Buchanan County MOGenWeb Project

County coordinator and webmaster: Sharlene K. Miller, CG

USGenWeb Logo 

Biographies of Buchanan County Residents:

 

Aged Basket Weaver Dwells in World Untouched by ‘Hard Times’

Contributed by Donna Osborn

C S Osborn

C.S. Osborn, a basket maker at Taos, Mo., More Than Half a Century Makes His Trade an Art and Says, “I don’t Have Any Hard Times Here. Looks to Me Like People Make Their Own Hard Times. And Just Talking Hard Times Makes Them” --Baskets and Homespun Philosophy for All.

In the little hillside village of Taos, Mo., where the tide of events flows less swiftly and the machine age has penetrated less surely than in larger cities, lives a man who has made an art of his trade. He is a basket weaver, following the simple and honorable trade of his father and his father’s father, and putting into the weaving of each basket the joy of workmanship and the pride of perfection that has glorified labor in decades past.

For over half a century he has been plying his trade, weaving an average of one basket a day. In a nearby city a huge device of iron and steel and electricity weaves some five or six thousand baskets a day. And yet the baskets made by C. S. Osborn are always in demand. They seem to have a soul in them, somehow a soul put into them by this worn old man with the white hair and mustache and the thin stooping shoulders and the strong supple hands. Mr. Osborn though well into his seventy-fifth year, learns daily something new in the art of weaving baskets.

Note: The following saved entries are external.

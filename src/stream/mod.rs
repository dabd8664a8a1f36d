//! Streaming infrastructure
//!
//! - Engine: protocol engine capability, the librqbit engine and the local
//!   replay engine
//! - Session: the single active download context
//! - Gateway: HTTP range server over session files
//! - Monitor: download progress and peer telemetry
//! - Player / Playback: external player and ordered start/stop

pub mod engine;
pub mod gateway;
pub mod local;
pub mod monitor;
pub mod playback;
pub mod player;
pub mod range;
pub mod rqbit;
pub mod session;

pub use engine::{EngineError, EngineFile, FileReader, ProtocolEngine, SessionHandle};
pub use gateway::{Gateway, GatewayError, GatewayHandle};
pub use local::LocalEngine;
pub use monitor::{Monitor, MonitorHandle, RateEstimator};
pub use playback::{Playback, PlaybackOptions};
pub use player::{LocalPlayer, PlayerError, PlayerOptions, PlayerType};
pub use range::{parse_range, RangeError};
pub use rqbit::RqbitEngine;
pub use session::{Session, SessionError, SessionManager};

His baskets, beautiful in the exquisite workmanship with which he fashions them, are designed primarily for use, hard wearing, tearing use; the use of the farmer who fills one with sweet-smelling grain, the use of the farmer’s wife who slips one on her arm and gathers fresh vegetable, the use of the housewife who heaps high in a spacious hamper the clean family wash.

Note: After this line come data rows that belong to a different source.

//! Local Engine Tests
//!
//! `.torrent` descriptors whose payload sits in a scratch data directory,
//! exercised through the session and the gateway.

mod common;

use std::path::Path;
use std::sync::Arc;

use nyaastream::models::Descriptor;
use nyaastream::stream::gateway::Gateway;
use nyaastream::stream::{EngineError, LocalEngine, ProtocolEngine, Session, SessionError};
use reqwest::header::{CONTENT_RANGE, RANGE};
use reqwest::StatusCode;
use tokio::io::AsyncReadExt;

use common::{pattern, NoFetch};

fn bstr(s: &str) -> String {
    format!("{}:{}", s.len(), s)
}

fn single_file_descriptor(name: &str, length: u64) -> String {
    format!(
        "d4:infod6:lengthi{}e4:name{}12:piece lengthi16384eee",
        length,
        bstr(name)
    )
}

fn multi_file_descriptor(name: &str, files: &[(&[&str], u64)]) -> String {
    let entries: String = files
        .iter()
        .map(|(path, length)| {
            let parts: String = path.iter().map(|p| bstr(p)).collect();
            format!("d6:lengthi{}e4:pathl{}ee", length, parts)
        })
        .collect();
    format!("d4:infod5:filesl{}e4:name{}ee", entries, bstr(name))
}

fn write_descriptor(dir: &Path, contents: &str) -> String {
    let path = dir.join("release.torrent");
    std::fs::write(&path, contents).unwrap();
    path.to_str().unwrap().to_string()
}

async fn start(
    engine: &Arc<LocalEngine>,
    descriptor: &str,
    data_dir: &Path,
) -> Result<Session, SessionError> {
    let engine: Arc<dyn ProtocolEngine> = engine.clone();
    Session::start(
        engine,
        &NoFetch,
        Descriptor::parse(descriptor),
        data_dir,
    )
    .await
}

// =============================================================================
// Descriptors
// =============================================================================

#[tokio::test]
async fn test_single_file_release() {
    let scratch = tempfile::tempdir().unwrap();
    let data = scratch.path().join("data");
    std::fs::create_dir_all(&data).unwrap();
    std::fs::write(data.join("Movie.mkv"), pattern(3000)).unwrap();

    let engine = Arc::new(LocalEngine::new());
    let descriptor = write_descriptor(scratch.path(), &single_file_descriptor("Movie.mkv", 3000));
    let session = start(&engine, &descriptor, &data).await.unwrap();

    assert_eq!(session.name(), "Movie.mkv");
    assert_eq!(session.length(), 3000);
    assert_eq!(session.files().len(), 1);
    assert_eq!(session.bytes_completed(), 3000);
    assert_eq!(session.peer_stats().total, 0);

    let mut reader = session.open_reader(0).await.unwrap();
    let mut contents = Vec::new();
    reader.read_to_end(&mut contents).await.unwrap();
    assert_eq!(contents, pattern(3000));
}

#[tokio::test]
async fn test_partial_multi_file_release() {
    let scratch = tempfile::tempdir().unwrap();
    let data = scratch.path().join("data");
    std::fs::create_dir_all(data.join("Show").join("Extras")).unwrap();
    // Episode 1 half downloaded, extras missing entirely
    std::fs::write(data.join("Show").join("Show 01.mkv"), pattern(500)).unwrap();

    let engine = Arc::new(LocalEngine::new());
    let descriptor = write_descriptor(
        scratch.path(),
        &multi_file_descriptor(
            "Show",
            &[
                (&["Show 01.mkv"][..], 1000),
                (&["Extras", "NCOP.mkv"][..], 200),
            ],
        ),
    );
    let session = start(&engine, &descriptor, &data).await.unwrap();

    assert_eq!(session.length(), 1200);
    assert_eq!(session.files()[1].path, "Extras/NCOP.mkv");
    assert_eq!(session.bytes_completed(), 500);
    assert!(session.open_reader(1).await.is_err());
}

#[tokio::test]
async fn test_magnet_is_unsupported() {
    let scratch = tempfile::tempdir().unwrap();
    let engine = Arc::new(LocalEngine::new());
    let result = start(&engine, "magnet:?xt=urn:btih:abcdef", scratch.path()).await;
    assert!(matches!(
        result,
        Err(SessionError::DescriptorInvalid(EngineError::Unsupported(_)))
    ));
    assert!(engine.is_empty());
}

#[tokio::test]
async fn test_garbage_descriptor_is_invalid() {
    let scratch = tempfile::tempdir().unwrap();
    let engine = Arc::new(LocalEngine::new());
    let descriptor = write_descriptor(scratch.path(), "<!doctype html>");
    let result = start(&engine, &descriptor, scratch.path()).await;
    assert!(matches!(
        result,
        Err(SessionError::DescriptorInvalid(EngineError::InvalidDescriptor(_)))
    ));
}

#[tokio::test]
async fn test_drop_releases_torrent() {
    let scratch = tempfile::tempdir().unwrap();
    let engine = Arc::new(LocalEngine::new());
    let descriptor = write_descriptor(scratch.path(), &single_file_descriptor("a.mkv", 1));
    let session = start(&engine, &descriptor, scratch.path()).await.unwrap();
    assert_eq!(engine.len(), 1);

    session.drop_session().await;
    session.drop_session().await;
    assert!(engine.is_empty());
}

// =============================================================================
// Through the Gateway
// =============================================================================

#[tokio::test]
async fn test_gateway_serves_disk_ranges() {
    let scratch = tempfile::tempdir().unwrap();
    let data = scratch.path().join("data");
    std::fs::create_dir_all(&data).unwrap();
    let payload = pattern(64 * 1024);
    std::fs::write(data.join("Movie.mkv"), &payload).unwrap();

    let engine = Arc::new(LocalEngine::new());
    let descriptor = write_descriptor(
        scratch.path(),
        &single_file_descriptor("Movie.mkv", payload.len() as u64),
    );
    let session = Arc::new(start(&engine, &descriptor, &data).await.unwrap());

    let handle = Gateway::bind("127.0.0.1:0".parse().unwrap(), Arc::clone(&session), 0)
        .await
        .unwrap()
        .spawn();

    let resp = reqwest::Client::new()
        .get(format!("http://{}/0", handle.local_addr()))
        .header(RANGE, "bytes=40000-40999")
        .send()
        .await
        .unwrap();
    assert_eq!(resp.status(), StatusCode::PARTIAL_CONTENT);
    assert_eq!(
        resp.headers()[CONTENT_RANGE].to_str().unwrap(),
        format!("bytes 40000-40999/{}", payload.len())
    );
    assert_eq!(resp.bytes().await.unwrap().as_ref(), &payload[40000..41000]);

    handle.shutdown();
    handle.join().await.unwrap();
    session.drop_session().await;
    assert!(engine.is_empty());
}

Mr. Osborn, seated in a worn work chair in his shanty workshop, daily receives the homage and the admiration of visitors from the village or curiosity seekers on the road, or the friends and admirers from nearby cities who come to watch his skillful fingers fashion a market basket, and to hear him dish out between ready explanations of how it is done equally ready homemade philosophies or well-pointed jokes.

“There’s kind of a trick to making a basket,” he explains. “You see, there are thirteen ribs, uprights I call them, but you only start out with twelve. You split one rib, thus to make an odd number so you can weave around it. The size and height of a basket depends upon the length of these ribs.”

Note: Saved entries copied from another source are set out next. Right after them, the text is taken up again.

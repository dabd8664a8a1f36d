//! CLI - Command Line Interface for nyaastream
//!
//! Every action is scriptable. Output is human-readable on a terminal and
//! JSON when piped or with `--json`.
//!
//! # Examples
//!
//! ```bash
//! # Stream the first file of a release in VLC
//! nyaastream stream "magnet:?xt=urn:btih:..."
//!
//! # Serve episode 3 of a local descriptor to any player on the LAN box
//! nyaastream serve ./release.torrent --index 2 --port 8080
//!
//! # Save a remote descriptor
//! nyaastream save https://example.org/download/123.torrent --name "Show 01"
//! ```

use clap::{Args, Parser, Subcommand};
use serde::{Deserialize, Serialize};
use std::io::IsTerminal;
use std::path::PathBuf;

use crate::stream::player::PlayerType;

// =============================================================================
// Exit Codes
// =============================================================================

/// Exit codes for CLI operations (semantic for scripting)
#[derive(Debug, Clone, Copy, PartialEq, Eq)]
#[repr(i32)]
pub enum ExitCode {
    /// Success
    Success = 0,
    /// General error
    Error = 1,
    /// Invalid arguments
    InvalidArgs = 2,
    /// Network error
    NetworkError = 3,
    /// Descriptor rejected or unreadable
    DescriptorInvalid = 4,
    /// Gateway could not bind or failed while serving
    GatewayFailed = 5,
}

impl From<ExitCode> for i32 {
    fn from(code: ExitCode) -> i32 {
        code as i32
    }
}

impl From<ExitCode> for std::process::ExitCode {
    fn from(code: ExitCode) -> std::process::ExitCode {
        std::process::ExitCode::from(code as u8)
    }
}

// =============================================================================
// Main CLI Structure
// =============================================================================

/// nyaastream - stream torrent releases to a local player over HTTP
#[derive(Parser, Debug)]
#[command(
    name = "nyaastream",
    version,
    about = "Stream torrent releases to a local media player over HTTP",
    long_about = "Starts a torrent session from a magnet URI, a .torrent URL or a \
                  local .torrent file, serves its files over HTTP with byte-range \
                  support and shows live download progress while a player reads.",
    after_help = "EXAMPLES:\n\
                  nyaastream stream magnet:?xt=...          Play first file in VLC\n\
                  nyaastream serve ./a.torrent -i 2         Serve file 2 until Ctrl-C\n\
                  nyaastream files ./a.torrent --json       List files\n\
                  nyaastream save https://.../a.torrent     Save the descriptor"
)]
pub struct Cli {
    /// Output format as JSON (default for non-TTY)
    #[arg(long, short = 'j', global = true)]
    pub json: bool,

    /// Suppress non-essential output
    #[arg(long, short = 'q', global = true)]
    pub quiet: bool,

    /// Path to config file
    #[arg(long, short = 'c', global = true)]
    pub config: Option<PathBuf>,

    #[command(subcommand)]
    pub command: Command,
}

impl Cli {
    /// Check if JSON output should be used
    pub fn should_json(&self) -> bool {
        self.json || !std::io::stdout().is_terminal()
    }
}

// =============================================================================
// Subcommands
// =============================================================================

#[derive(Subcommand, Debug)]
pub enum Command {
    /// Stream a release into VLC or mpv
    #[command(visible_alias = "play")]
    Stream(StreamCmd),

    /// Serve a release over HTTP until interrupted
    Serve(ServeCmd),

    /// List the files of a release
    #[command(visible_alias = "ls")]
    Files(FilesCmd),

    /// Save a remote .torrent descriptor
    Save(SaveCmd),
}

// =============================================================================
// Stream Command
// =============================================================================

/// Start a session, serve it and open the player; tear down on player exit
#[derive(Args, Debug)]
pub struct StreamCmd {
    /// Magnet URI, .torrent URL or local .torrent path
    #[arg(required = true)]
    pub descriptor: String,

    /// File index to play (-1 plays the default route)
    #[arg(long, short = 'i', default_value = "-1", allow_negative_numbers = true)]
    pub index: i64,

    /// Gateway port
    #[arg(long, short = 'p')]
    pub port: Option<u16>,

    /// Player to launch
    #[arg(long, value_enum)]
    pub player: Option<PlayerType>,

    /// Start the player fullscreen
    #[arg(long, short = 'f')]
    pub fullscreen: bool,

    /// Data directory for downloaded pieces
    #[arg(long, short = 'd')]
    pub dir: Option<PathBuf>,

    /// Replay payload already in the data directory instead of downloading
    #[arg(long)]
    pub offline: bool,
}

// =============================================================================
// Serve Command
// =============================================================================

/// Serve a session over HTTP without launching a player
#[derive(Args, Debug)]
pub struct ServeCmd {
    /// Magnet URI, .torrent URL or local .torrent path
    #[arg(required = true)]
    pub descriptor: String,

    /// File served on `/` (-1 for the first file)
    #[arg(long, short = 'i', default_value = "-1", allow_negative_numbers = true)]
    pub index: i64,

    /// Gateway port
    #[arg(long, short = 'p')]
    pub port: Option<u16>,

    /// Data directory for downloaded pieces
    #[arg(long, short = 'd')]
    pub dir: Option<PathBuf>,

    /// Replay payload already in the data directory instead of downloading
    #[arg(long)]
    pub offline: bool,

    /// Don't render the progress monitor
    #[arg(long)]
    pub no_monitor: bool,
}

// =============================================================================
// Files Command
// =============================================================================

/// List the files of a release with their indices
#[derive(Args, Debug)]
pub struct FilesCmd {
    /// Magnet URI, .torrent URL or local .torrent path
    #[arg(required = true)]
    pub descriptor: String,

    /// Data directory for downloaded pieces
    #[arg(long, short = 'd')]
    pub dir: Option<PathBuf>,

    /// Replay payload already in the data directory instead of downloading
    #[arg(long)]
    pub offline: bool,
}

// =============================================================================
// Save Command
// =============================================================================

/// Download a remote .torrent descriptor to disk
#[derive(Args, Debug)]
pub struct SaveCmd {
    /// Descriptor URL
    #[arg(required = true)]
    pub url: String,

    /// File name, without the .torrent extension
    #[arg(long, short = 'n')]
    pub name: Option<String>,

    /// Output directory
    #[arg(long, short = 'o')]
    pub output: Option<PathBuf>,
}

impl SaveCmd {
    /// Name to save under: `--name`, else the last URL path segment
    pub fn effective_name(&self) -> String {
        if let Some(name) = &self.name {
            return name.clone();
        }
        let path = self.url.split(['?', '#']).next().unwrap_or(&self.url);
        let last = path.trim_end_matches('/').rsplit('/').next().unwrap_or("");
        let decoded = urlencoding::decode(last)
            .map(|s| s.into_owned())
            .unwrap_or_else(|_| last.to_string());
        decoded
            .strip_suffix(".torrent")
            .map(str::to_string)
            .unwrap_or(decoded)
    }
}

// =============================================================================
// JSON Output Types
// =============================================================================

/// Generic JSON output wrapper with status
#[derive(Debug, Serialize, Deserialize)]
pub struct JsonOutput<T: Serialize> {
    #[serde(skip_serializing_if = "Option::is_none")]
    pub data: Option<T>,
    #[serde(skip_serializing_if = "Option::is_none")]
    pub error: Option<String>,
    #[serde(skip_serializing_if = "is_zero")]
    pub exit_code: i32,
}

fn is_zero(n: &i32) -> bool {
    *n == 0
}

impl<T: Serialize> JsonOutput<T> {
    /// Create success output with data
    pub fn success(data: T) -> Self {
        Self {
            data: Some(data),
            error: None,
            exit_code: 0,
        }
    }

    /// Create error output (no data)
    pub fn error_msg(msg: impl Into<String>, code: ExitCode) -> JsonOutput<()> {
        JsonOutput::<()> {
            data: None,
            error: Some(msg.into()),
            exit_code: code.into(),
        }
    }
}

/// Response for a finished stream/serve run
#[derive(Debug, Serialize, Deserialize)]
pub struct PlaybackResponse {
    pub status: String,
    pub name: String,
    pub url: String,
    #[serde(skip_serializing_if = "Option::is_none")]
    pub player: Option<String>,
}

/// Response for a saved descriptor
#[derive(Debug, Serialize, Deserialize)]
pub struct SaveResponse {
    pub status: String,
    pub path: PathBuf,
}

// =============================================================================
// Output Helpers
// =============================================================================

/// Output handler for consistent formatting
pub struct Output {
    pub json: bool,
    pub quiet: bool,
}

impl Output {
    pub fn new(cli: &Cli) -> Self {
        Self {
            json: cli.should_json(),
            quiet: cli.quiet,
        }
    }

    /// Print success data
    pub fn print<T: Serialize>(&self, data: T) -> anyhow::Result<()> {
        if self.json {
            let output = JsonOutput::success(data);
            println!("{}", serde_json::to_string_pretty(&output)?);
        } else {
            println!("{}", serde_json::to_string_pretty(&data)?);
        }
        Ok(())
    }

    /// Print error and return exit code
    pub fn error(&self, msg: impl Into<String>, code: ExitCode) -> ExitCode {
        let msg = msg.into();
        if self.json {
            let output = JsonOutput::<()>::error_msg(&msg, code);
            if let Ok(json) = serde_json::to_string_pretty(&output) {
                eprintln!("{}", json);
            }
        } else if !self.quiet {
            eprintln!("Error: {}", msg);
        }
        code
    }

    /// Print info message (suppressed in quiet mode)
    pub fn info(&self, msg: impl std::fmt::Display) {
        if !self.quiet && !self.json {
            eprintln!("{}", msg);
        }
    }

    /// Whether the full-screen monitor may draw on this terminal
    pub fn interactive(&self) -> bool {
        !self.quiet && !self.json && std::io::stdout().is_terminal()
    }
}

// =============================================================================
// Tests
// =============================================================================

All of the baskets are woven from strips of wood. Red elm wood, because it is tough and pliable, is used to fashion the ribs and the interwoven strips, and hackberry wood is used to make the handles. And every bit of the wood is used in the baskets is gathered by Mr. Osborn from the woods near his home. From the first shopping of the great elm logs some of them two or three feet thick, to the last wedging of the hackberry handles, every bit of the work is done by Mr. Osborn. He uses no nails, no steam, no machinery, and only the simplest of tools. An old fashioned razor, which he has set into a wooden handle, forms the knife which he uses for whittling the strips of wood into shape. A rude homemade shaving horse, fashioned from logs now worn slick and shiny from use, is pushed and pulled back by a wooden pedal and is used to aid in shaving the strips to the desired shape. A twelve-pound hammer is used for pounding the rough logs. These, together with his skillful fingers and the “natural bend” of the wood, fashion the strong baskets that have found their way from the shanty in Taos to all parts of the United States.